Par ailleurs, quelle est l'utilité du terme « occupée »? D'emblée, il semble que l'association du nom propriétaire et du verbe passif être occupée renvoie au fait d'être ni libre ni disponible et, ainsi, d'être trop souvent prise par une autre tâche. Elle reflète parfaitement la vie de toute personne aux prises avec des responsabilités, immobilières ou non. La liste des choses à faire s'allonge au fil des heures, se prolonge de manière non proportionnelle avec le temps dont on dispose pour accomplir toutes les tâches. Paradoxalement, j'ai décidé, à travers ce projet d'écriture, d'accorder du temps à la création. De m'imposer des pauses de tâches - non seulement domestiques (puisqu'il est ici question de maison), mais aussi professionnelles, maternelles, etc. - pour m'installer à mon bureau, devant l'écran, et me laisser absorber par lui, inspirer aussi, pour enfin déballer mes préoccupations en tapotant le clavier et en espérant que cette chorégraphie délirante remplisse le document Word de récits et/ou de réflexions qui formeront les carnets de mes échecs et de mes victoires au quotidien, c'est-à-dire un carnet rempli de billets du fil de mes humeurs.
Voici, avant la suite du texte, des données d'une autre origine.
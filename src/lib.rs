//! # paramgen-rs
//!
//! `paramgen-rs` is the resolution engine for model parameter databases
//! (DPDs): nested, user-authored trees of parameters whose values are chosen
//! by guard expressions evaluated against a model configuration.
//!
//! The library provides:
//! - A canonical, order-preserving tree model with typed scalars and formulas
//! - Variable expansion with `$name` (quoted) and `${name}` (raw) references
//! - A closed, sandboxed expression language for guards and formulas
//! - Reduction of a tree against an environment with first/last match policies
//! - Top-level merging of databases
//! - Attribute-condition translation and a Fortran namelist writer
//!
//! ## Basic Usage
//!
//! ```
//! use paramgen_rs::environment::SimpleEnvironment;
//! use paramgen_rs::{ParamGen, Scalar};
//!
//! let pg = ParamGen::from_json(r#"{
//!     "dt": {"$NX > 100": "= 3600 / 4", "else": 3600},
//!     "grid_file": "${ROOT}/grid.${NX}.nc"
//! }"#).unwrap();
//!
//! let env = SimpleEnvironment::new().with("NX", 320).with("ROOT", "/inputdata");
//! let reduced = pg.reduce(&env).unwrap();
//!
//! assert_eq!(reduced["dt"].as_scalar(), Some(&Scalar::Float(900.0)));
//! assert_eq!(reduced["grid_file"].as_scalar(), Some(&Scalar::from("/inputdata/grid.320.nc")));
//! ```

// Public modules
pub mod error;

// Tree model and environment
pub mod environment;
pub mod tree;

// Expansion and evaluation
pub mod expand;
pub mod expression;
pub mod formula;
pub mod guard;

// Engine
pub mod append;
pub mod attributes;
pub mod config;
pub mod paramgen;
pub mod reduce;

// Output
pub mod writer;

// Re-exports for convenience
pub use config::{MatchPolicy, ParamGenConfig};
pub use environment::Environment;
pub use error::{ErrorKind, ParamGenError, Result};
pub use paramgen::ParamGen;
pub use tree::{Group, Node, Scalar};

/// Version of the library
pub const VERSION: &str = env!("CARGO_PKG_VERSION");
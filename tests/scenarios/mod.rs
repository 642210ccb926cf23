//! Tests that exercise the library as a whole on realistic databases
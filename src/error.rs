use thiserror::Error;

use crate::expression::ExpressionError;

/// Error types for the paramgen-rs library.
#[derive(Error, Debug)]
pub enum ParamGenError {
    /// The tree does not have the shape an operation requires: a group mixing
    /// guard and name keys, a guard that is not boolean, an append onto a
    /// guard-typed root, and similar.
    #[error("Structural error at '{path}': {message}")]
    Structural { path: String, message: String },

    /// The environment could not supply a referenced variable.
    #[error("Undefined variable '{name}' at '{path}'")]
    UndefinedVariable { name: String, path: String },

    /// A formula could not be parsed or evaluated after expansion.
    #[error("Cannot evaluate formula '{expression}' at '{path}': {source}")]
    FormulaEvaluation {
        path: String,
        expression: String,
        #[source]
        source: ExpressionError,
    },

    /// I/O error wrapper.
    #[error("IO error: {0}")]
    IoError(#[from] std::io::Error),

    /// JSON serialization/deserialization error.
    #[error("JSON error: {0}")]
    JsonError(#[from] serde_json::Error),
}

/// The broad category of a [`ParamGenError`].
#[derive(Debug, Clone, Copy, PartialEq, Eq)]
pub enum ErrorKind {
    Structural,
    UndefinedVariable,
    FormulaEvaluation,
    Io,
    Json,
}

impl ParamGenError {
    /// Create a structural error with no document path attached yet.
    pub fn structural(message: impl Into<String>) -> Self {
        ParamGenError::Structural {
            path: String::new(),
            message: message.into(),
        }
    }

    /// Create an undefined-variable error with no document path attached yet.
    pub fn undefined_variable(name: impl Into<String>) -> Self {
        ParamGenError::UndefinedVariable {
            name: name.into(),
            path: String::new(),
        }
    }

    /// Create a formula error with no document path attached yet.
    pub fn formula(expression: impl Into<String>, source: ExpressionError) -> Self {
        ParamGenError::FormulaEvaluation {
            path: String::new(),
            expression: expression.into(),
            source,
        }
    }

    /// The category of this error.
    pub fn kind(&self) -> ErrorKind {
        match self {
            ParamGenError::Structural { .. } => ErrorKind::Structural,
            ParamGenError::UndefinedVariable { .. } => ErrorKind::UndefinedVariable,
            ParamGenError::FormulaEvaluation { .. } => ErrorKind::FormulaEvaluation,
            ParamGenError::IoError(_) => ErrorKind::Io,
            ParamGenError::JsonError(_) => ErrorKind::Json,
        }
    }

    /// The document path where the error was detected, if it carries one.
    pub fn path(&self) -> Option<&str> {
        match self {
            ParamGenError::Structural { path, .. }
            | ParamGenError::UndefinedVariable { path, .. }
            | ParamGenError::FormulaEvaluation { path, .. } => Some(path.as_str()),
            _ => None,
        }
    }

    /// Attach a document path, keeping any path that is already set.
    ///
    /// Errors are raised deep inside expansion and evaluation where the
    /// position in the tree is unknown; the reducer fills it in on the way out.
    pub(crate) fn at(mut self, location: &str) -> Self {
        match &mut self {
            ParamGenError::Structural { path, .. }
            | ParamGenError::UndefinedVariable { path, .. }
            | ParamGenError::FormulaEvaluation { path, .. } => {
                if path.is_empty() {
                    *path = location.to_string();
                }
            }
            _ => {}
        }
        self
    }
}

/// Result type alias for paramgen-rs operations.
pub type Result<T> = std::result::Result<T, ParamGenError>;
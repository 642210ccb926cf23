//! Fortran namelist writer
//!
//! Renders a reduced tree of parameter records. Each top-level entry is a
//! group holding at least a `group` string (the namelist it belongs to) and a
//! `values` scalar; other keys are metadata and are ignored.
//!
//! ```text
//! &cice_nml
//!   days_per_year = 365
//!   ice_ic = 'b.e15.nc'
//! /
//! ```

use std::io::Write;

use indexmap::IndexMap;
use tracing::debug;

use crate::error::{ParamGenError, Result};
use crate::tree::scalar::format_float;
use crate::tree::{Group, Node, Scalar};

/// Key naming the namelist group of a record
pub const GROUP_KEY: &str = "group";

/// Key holding the value of a record
pub const VALUES_KEY: &str = "values";

fn render(value: &Scalar) -> Option<String> {
    match value {
        Scalar::Null => None,
        Scalar::Boolean(true) => Some(".true.".to_string()),
        Scalar::Boolean(false) => Some(".false.".to_string()),
        Scalar::Integer(i) => Some(i.to_string()),
        Scalar::Float(f) => Some(format_float(*f)),
        Scalar::String(s) | Scalar::Formula(s) => Some(s.clone()),
    }
}

fn record<'a>(name: &str, node: &'a Node) -> Result<(&'a str, &'a Scalar)> {
    let fields = node.as_group().ok_or_else(|| {
        ParamGenError::structural("parameter entry is not a record").at(name)
    })?;

    let group = match fields.get(GROUP_KEY).and_then(Node::as_scalar) {
        Some(Scalar::String(group)) => group.as_str(),
        _ => {
            return Err(ParamGenError::structural(format!(
                "record has no '{}' string",
                GROUP_KEY
            ))
            .at(name))
        }
    };

    let value = fields
        .get(VALUES_KEY)
        .and_then(Node::as_scalar)
        .ok_or_else(|| {
            ParamGenError::structural(format!("record '{}' is not a scalar", VALUES_KEY))
                .at(&format!("{}/{}", name, VALUES_KEY))
        })?;

    Ok((group, value))
}

/// Write `tree` as namelist blocks, one per group in first-appearance order.
///
/// Parameters whose value is null are omitted and groups left empty are not
/// written.
pub fn write_namelist<W: Write>(tree: &Group, out: &mut W) -> Result<()> {
    let mut groups: IndexMap<&str, Vec<(&str, String)>> = IndexMap::new();

    for (name, node) in tree {
        let (group, value) = record(name, node)?;
        let lines = groups.entry(group).or_default();
        if let Some(rendered) = render(value) {
            lines.push((name.as_str(), rendered));
        }
    }

    let mut first = true;
    for (group, lines) in groups.iter().filter(|(_, lines)| !lines.is_empty()) {
        if !first {
            writeln!(out)?;
        }
        first = false;

        writeln!(out, "&{}", group)?;
        for (name, value) in lines {
            writeln!(out, "  {} = {}", name, value)?;
        }
        writeln!(out, "/")?;
    }

    debug!(groups = groups.len(), "wrote namelist");
    Ok(())
}

/// Render `tree` as a namelist string
pub fn to_namelist_string(tree: &Group) -> Result<String> {
    let mut buffer = Vec::new();
    write_namelist(tree, &mut buffer)?;
    String::from_utf8(buffer)
        .map_err(|e| ParamGenError::structural(format!("namelist is not valid UTF-8: {}", e)))
}
//! Tests for guard classification and selection

use std::cell::RefCell;

use paramgen_rs::environment::{FnEnvironment, SimpleEnvironment};
use paramgen_rs::guard::{classify, evaluate_guard, is_guard_key, select, GroupKind, ELSE};
use paramgen_rs::{ErrorKind, MatchPolicy, Node, Scalar};

use crate::test_helpers::tree;

#[test]
fn test_single_true_guard_wins_under_both_policies() {
    let group = tree(r#"{"$N == 1": "one", "$N == 2": "two", "$N == 3": "three"}"#);
    let env = SimpleEnvironment::new().with("N", 2);

    for policy in [MatchPolicy::First, MatchPolicy::Last] {
        let (guard, node) = select(&group, &env, policy, "p").unwrap().unwrap();
        assert_eq!(guard, "$N == 2");
        assert_eq!(node, &Node::from("two"));
    }
}

#[test]
fn test_conflicting_guards() {
    let group = tree(r#"{"$A": 1, "$B": 0}"#);
    let env = SimpleEnvironment::new().with("A", true).with("B", true);

    let (_, last) = select(&group, &env, MatchPolicy::Last, "").unwrap().unwrap();
    assert_eq!(last, &Node::from(0));

    let (_, first) = select(&group, &env, MatchPolicy::First, "").unwrap().unwrap();
    assert_eq!(first, &Node::from(1));
}

#[test]
fn test_else_selected_iff_all_guards_false() {
    let group = tree(r#"{"$N < 0": "negative", "else": "other", "$N > 10": "large"}"#);

    for (n, expected) in [(-1, "negative"), (5, "other"), (11, "large")] {
        let env = SimpleEnvironment::new().with("N", n);
        let (_, node) = select(&group, &env, MatchPolicy::Last, "").unwrap().unwrap();
        assert_eq!(node, &Node::from(expected), "N = {}", n);
    }
}

#[test]
fn test_no_match_without_else() {
    let group = tree(r#"{"$N < 0": "negative"}"#);
    let env = SimpleEnvironment::new().with("N", 3);
    assert!(select(&group, &env, MatchPolicy::Last, "").unwrap().is_none());
}

#[test]
fn test_guards_are_evaluated_in_document_order() {
    let lookups = RefCell::new(Vec::new());
    let env = FnEnvironment::new(|name: &str| {
        lookups.borrow_mut().push(name.to_string());
        Some(Scalar::Integer(1))
    });
    let group = tree(r#"{"$C == 1": "c", "else": "e", "$A == 1": "a", "$B == 2": "b"}"#);

    let (guard, _) = select(&group, &env, MatchPolicy::Last, "").unwrap().unwrap();
    assert_eq!(guard, "$A == 1");
    assert_eq!(*lookups.borrow(), vec!["C", "A", "B"]);

    lookups.borrow_mut().clear();
    let (guard, _) = select(&group, &env, MatchPolicy::First, "").unwrap().unwrap();
    assert_eq!(guard, "$C == 1");
    assert_eq!(*lookups.borrow(), vec!["C"]);
}

#[test]
fn test_non_boolean_guard_is_structural() {
    let env = SimpleEnvironment::new().with("N", 3);
    let err = evaluate_guard("$N + 1", &env).unwrap_err();
    assert_eq!(err.kind(), ErrorKind::Structural);

    let err = evaluate_guard("$N ==", &env).unwrap_err();
    assert_eq!(err.kind(), ErrorKind::Structural);
}

#[test]
fn test_classification() {
    assert!(is_guard_key(ELSE));
    assert!(is_guard_key("$COMP == \"cice\" and $NX > 1"));
    assert!(!is_guard_key("${COMP}_nml"));

    assert_eq!(classify(&tree(r#"{"a": 1}"#)).unwrap(), GroupKind::Names);
    assert_eq!(classify(&tree(r#"{"else": 1}"#)).unwrap(), GroupKind::Guards);
    assert_eq!(
        classify(&tree(r#"{"else": 1, "b": 2}"#)).unwrap_err().kind(),
        ErrorKind::Structural
    );
}

#[test]
fn test_extreme_integer_variables() {
    let env = SimpleEnvironment::new()
        .with("LOW", i64::MIN)
        .with("HIGH", i64::MAX);

    assert!(evaluate_guard("$LOW < 0", &env).unwrap());
    assert!(evaluate_guard("$LOW < -$HIGH", &env).unwrap());
    assert!(evaluate_guard("$HIGH > 0 and $LOW != $HIGH", &env).unwrap());
}
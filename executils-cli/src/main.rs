use anyhow::Context;
use clap::{Parser, Subcommand};
use executils_core::{exit_status_of, Environment, OutputSink, RunReport};
use executils_expand::expand_env;
use executils_runner::{
    with_args, with_dir, with_env, with_path, with_stderr, with_stdout, with_stdout_or_err, with_verbose,
    RunOption, Runner,
};
use std::fs;
use std::path::{Path, PathBuf};
use std::process;
use tracing::debug;

mod config;

use config::{is_env_line, Profile, DEFAULT_PROFILE, PROFILE_TEMPLATE};

#[derive(Parser)]
#[command(name = "xrun")]
#[command(about = "Run a command with expanded arguments and a normalized exit status", long_about = None)]
struct Cli {
    #[command(subcommand)]
    command: Commands,

    /// Profile with default options (defaults to ./xrun.toml when present)
    #[arg(short, long, global = true)]
    config: Option<PathBuf>,
}

#[derive(Subcommand)]
enum Commands {
    /// Run a command and exit with its status
    Run(RunArgs),

    /// Print text with $VAR references expanded from the current environment
    Expand {
        /// Text to expand
        #[arg(required = true)]
        texts: Vec<String>,
    },

    /// Write a profile template
    Init {
        /// Overwrite an existing profile
        #[arg(long)]
        force: bool,
    },
}

#[derive(clap::Args, Debug, Default)]
struct RunArgs {
    /// Echo the command line before running it
    #[arg(short, long)]
    verbose: bool,

    /// Working directory for the command
    #[arg(short, long)]
    dir: Option<PathBuf>,

    /// Executable to run instead of looking the command up on PATH
    #[arg(long)]
    path: Option<PathBuf>,

    /// Extra environment entry (repeatable)
    #[arg(short, long = "env", value_name = "KEY=VALUE", value_parser = parse_env_line)]
    env: Vec<String>,

    /// Write standard output to FILE
    #[arg(long, value_name = "FILE")]
    stdout: Option<PathBuf>,

    /// Write standard error to FILE
    #[arg(long, value_name = "FILE")]
    stderr: Option<PathBuf>,

    /// Write standard output and standard error to the same FILE
    #[arg(long, value_name = "FILE", conflicts_with_all = ["stdout", "stderr"])]
    merge_output: Option<PathBuf>,

    /// Print a JSON run report when the command finishes
    #[arg(long)]
    json: bool,

    /// Command to run
    command: String,

    /// Arguments passed to the command
    #[arg(trailing_var_arg = true, allow_hyphen_values = true)]
    args: Vec<String>,
}

fn parse_env_line(line: &str) -> Result<String, String> {
    if is_env_line(line) {
        Ok(line.to_string())
    } else {
        Err(format!("expected KEY=VALUE, got {:?}", line))
    }
}

#[tokio::main]
async fn main() -> anyhow::Result<()> {
    tracing_subscriber::fmt()
        .with_env_filter(tracing_subscriber::EnvFilter::from_default_env())
        .with_writer(std::io::stderr)
        .init();

    let cli = Cli::parse();

    match cli.command {
        Commands::Run(args) => {
            let profile = Profile::discover(cli.config.as_deref())?;
            let code = run_command(&profile, args).await?;
            process::exit(code);
        }
        Commands::Expand { texts } => {
            for line in expand_texts(&texts, &Environment::capture())? {
                println!("{}", line);
            }
        }
        Commands::Init { force } => {
            let path = cli.config.unwrap_or_else(|| PathBuf::from(DEFAULT_PROFILE));
            write_profile_template(&path, force)?;
        }
    }

    Ok(())
}

/// Expand each text against `env`, one output line per input.
fn expand_texts(texts: &[String], env: &Environment) -> executils_core::Result<Vec<String>> {
    texts.iter().map(|text| expand_env(text, env)).collect()
}

/// Profile options first, then flags, so flags win.
fn build_options(profile: &Profile, args: &RunArgs) -> anyhow::Result<Vec<RunOption>> {
    let mut options = profile.options();

    if args.verbose {
        options.push(with_verbose());
    }
    if let Some(path) = &args.path {
        options.push(with_path(path));
    }
    if let Some(dir) = &args.dir {
        options.push(with_dir(dir));
    }
    if !args.env.is_empty() {
        options.push(with_env(args.env.iter().cloned()));
    }
    if let Some(file) = &args.stdout {
        options.push(with_stdout(open_sink(file)?));
    }
    if let Some(file) = &args.stderr {
        options.push(with_stderr(open_sink(file)?));
    }
    if let Some(file) = &args.merge_output {
        options.push(with_stdout_or_err(open_sink(file)?));
    }
    // Last, so argv[0] reflects any --path.
    if !args.args.is_empty() {
        options.push(with_args(args.args.iter().cloned()));
    }

    Ok(options)
}

fn open_sink(file: &Path) -> anyhow::Result<OutputSink> {
    OutputSink::file(file).with_context(|| format!("Failed to open {} for writing", file.display()))
}

async fn run_command(profile: &Profile, args: RunArgs) -> anyhow::Result<i32> {
    let options = build_options(profile, &args)?;
    debug!(command = %args.command, options = options.len(), "Running command");

    let mut argv = vec![args.command.clone()];
    argv.extend(args.args.iter().cloned());
    let report = RunReport::start(args.command.clone(), argv);

    let result = Runner::new().run_async(args.command, options).await;
    let code = exit_status_of(&result);

    if args.json {
        let report = report.finish(&result);
        println!("{}", serde_json::to_string_pretty(&report)?);
    } else if let Err(e) = &result {
        eprintln!("xrun: {}", e);
    }

    Ok(code)
}

fn write_profile_template(path: &Path, force: bool) -> anyhow::Result<()> {
    if path.exists() && !force {
        eprintln!("Error: profile already exists at {}", path.display());
        eprintln!("Use --force to overwrite it.");
        process::exit(1);
    }

    fs::write(path, PROFILE_TEMPLATE).with_context(|| format!("Failed to write {}", path.display()))?;
    println!("Created profile template at {}", path.display());
    Ok(())
}

#[cfg(test)]
mod tests {
    use super::*;

    fn parse_run(argv: &[&str]) -> RunArgs {
        let cli = Cli::try_parse_from(argv).unwrap();
        match cli.command {
            Commands::Run(args) => args,
            _ => panic!("expected run subcommand"),
        }
    }

    #[test]
    fn test_parse_run_with_trailing_args() {
        let args = parse_run(&["xrun", "run", "-v", "--env", "A=1", "ls", "-la", "/tmp"]);
        assert!(args.verbose);
        assert_eq!(args.env, vec!["A=1"]);
        assert_eq!(args.command, "ls");
        assert_eq!(args.args, vec!["-la", "/tmp"]);
    }

    #[test]
    fn test_parse_rejects_bad_env_line() {
        assert!(Cli::try_parse_from(["xrun", "run", "--env", "NOEQ", "ls"]).is_err());
    }

    #[test]
    fn test_merge_output_conflicts_with_stdout() {
        let parsed = Cli::try_parse_from(["xrun", "run", "--stdout", "a", "--merge-output", "b", "ls"]);
        assert!(parsed.is_err());
    }

    #[test]
    fn test_build_options_profile_first() {
        let profile = Profile {
            verbose: true,
            dir: Some(PathBuf::from("/profile")),
            ..Default::default()
        };
        let args = RunArgs {
            dir: Some(PathBuf::from("/flag")),
            command: "ls".to_string(),
            args: vec!["-l".to_string()],
            ..Default::default()
        };

        let options = build_options(&profile, &args).unwrap();
        assert_eq!(options.len(), 4);
        assert!(matches!(options[0], RunOption::Verbose));
        assert!(matches!(&options[1], RunOption::Dir(d) if d == Path::new("/profile")));
        assert!(matches!(&options[2], RunOption::Dir(d) if d == Path::new("/flag")));
        assert!(matches!(&options[3], RunOption::Args(a) if a == &["-l"]));
    }

    #[test]
    fn test_build_options_opens_output_files() {
        let dir = tempfile::tempdir().unwrap();
        let args = RunArgs {
            merge_output: Some(dir.path().join("all.log")),
            command: "ls".to_string(),
            ..Default::default()
        };

        let options = build_options(&Profile::default(), &args).unwrap();
        assert!(matches!(options[0], RunOption::StdOutOrErr(_)));
        assert!(dir.path().join("all.log").exists());
    }

    #[test]
    fn test_parse_expand_requires_text() {
        assert!(Cli::try_parse_from(["xrun", "expand"]).is_err());

        let cli = Cli::try_parse_from(["xrun", "expand", "$HOME", "plain"]).unwrap();
        assert!(matches!(cli.command, Commands::Expand { texts } if texts == ["$HOME", "plain"]));
    }

    #[test]
    fn test_expand_texts_uses_given_environment() {
        let env = Environment::from_lines(["HOME=/users/test", "USER=tester"]);
        let texts = vec![
            "$HOME/bin".to_string(),
            "${USER}-x $MISSING".to_string(),
            "cost 5$".to_string(),
        ];

        let lines = expand_texts(&texts, &env).unwrap();
        assert_eq!(lines, vec!["/users/test/bin", "tester-x ", "cost 5$"]);
    }

    #[test]
    fn test_write_profile_template() {
        let dir = tempfile::tempdir().unwrap();
        let path = dir.path().join("xrun.toml");
        write_profile_template(&path, false).unwrap();
        let written = Profile::load(&path).unwrap();
        assert_eq!(written, Profile::default());
    }

    #[cfg(unix)]
    #[tokio::test]
    async fn test_run_command_returns_child_status() {
        let args = RunArgs {
            command: "sh".to_string(),
            args: vec!["-c".to_string(), "exit 5".to_string()],
            ..Default::default()
        };
        assert_eq!(run_command(&Profile::default(), args).await.unwrap(), 5);
    }
}
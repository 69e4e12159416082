use executils_core::{Environment, OutputSink};
use std::path::{Path, PathBuf};

/// A pending process launch, built fresh for every run.
#[derive(Debug, Clone)]
pub struct Invocation {
    /// Executable actually spawned.
    pub program: PathBuf,
    /// Argument vector; element 0 is passed as the child's argv[0].
    pub args: Vec<String>,
    pub dir: Option<PathBuf>,
    pub env: Environment,
    pub stdout: OutputSink,
    pub stderr: OutputSink,
    pub verbose: bool,
}

impl Invocation {
    /// Describe a launch of `command`. `program` is the executable that
    /// `command` resolved to.
    pub fn new(command: &str, program: PathBuf, env: Environment) -> Self {
        Self {
            program,
            args: vec![command.to_string()],
            dir: None,
            env,
            stdout: OutputSink::Inherit,
            stderr: OutputSink::Inherit,
            verbose: false,
        }
    }

    /// Executable followed by every argument after argv[0].
    pub fn display(&self) -> String {
        let mut out = self.program.display().to_string();
        for arg in self.args.iter().skip(1) {
            out.push(' ');
            out.push_str(arg);
        }
        out
    }

    /// The line printed in verbose mode.
    pub fn command_line(&self) -> String {
        format!("Exec: {}\n", self.args.join(" "))
    }
}

/// Find `name` on the `PATH` of `env`.
///
/// Names containing a path separator are used as given, as is any name the
/// lookup cannot find; spawning reports the failure later.
pub fn resolve_program(name: &str, env: &Environment) -> PathBuf {
    if has_separator(name) {
        return PathBuf::from(name);
    }

    let Ok(cwd) = std::env::current_dir() else {
        return PathBuf::from(name);
    };

    which::which_in(name, env.lookup_os("PATH"), cwd).unwrap_or_else(|_| PathBuf::from(name))
}

fn has_separator(name: &str) -> bool {
    name.contains('/') || name.contains(std::path::MAIN_SEPARATOR)
}

/// Absolute form of `path`, or `path` unchanged when it cannot be resolved.
pub(crate) fn absolute(path: &Path) -> PathBuf {
    std::path::absolute(path).unwrap_or_else(|_| path.to_path_buf())
}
Être occupé, ça veut aussi dire être tenu sous une domination étrangère; être envahi par un ennemi. Cette seconde définition s'applique également à mon état. Bien que je sois propriétaire et qu'à travers ce statut, ajouté à ceux d'enseignante et de mère, j'aie de plus en plus l'impression d'occuper le territoire de mon existence, d'en prendre possession et d'en devenir l'unique maîtresse, il ne demeure pas moins que cette sensation d'être emplie par autre chose, une chose qui serait comme une boule d'angoisse aiguë, me tourmente. Cette sensation me poursuit, jour après jour, fragmente ma vie et mes humeurs. Me donne la vertige. Certains jours, elle me cause même de terribles nausées. J'ai appris, au fil du temps, qu'elle ne risque pas de me quitter, cette angoisse existentielle, et que tout ce que je puisse espérer de mieux, c'est d'apprendre à la gérer. Écrire est une manière de s'y prendre. Donc, prendre le temps d'écrire, c'est prendre le temps de m'apaiser. De ramasser des traces de mon vécu éphémère. Celui de ma fille aussi. D'en faire des archives éternelles. D'occuper mon espace. D'habiter ma maison, et aussi  le monde, pour y séjourner de manière durable. Malgré la fugacité de l'existence. Fugacité vaporeuse. Celle de la vie, celle du cyberespace aussi, me semble-t-il.
Si certains écrivent parce qu'ils chantent mal*, de mon côté, j'écris pour ne pas aller chez mon psy (trop souvent). 


*Référence au blogue (et au livre) de Daniel Rondeau: http://www.danielrondeau.com/.
Je le crois quand il écrit qu'il chante mal, mais je me permets d'indiquer qu'il a un sacré talent d'écriture.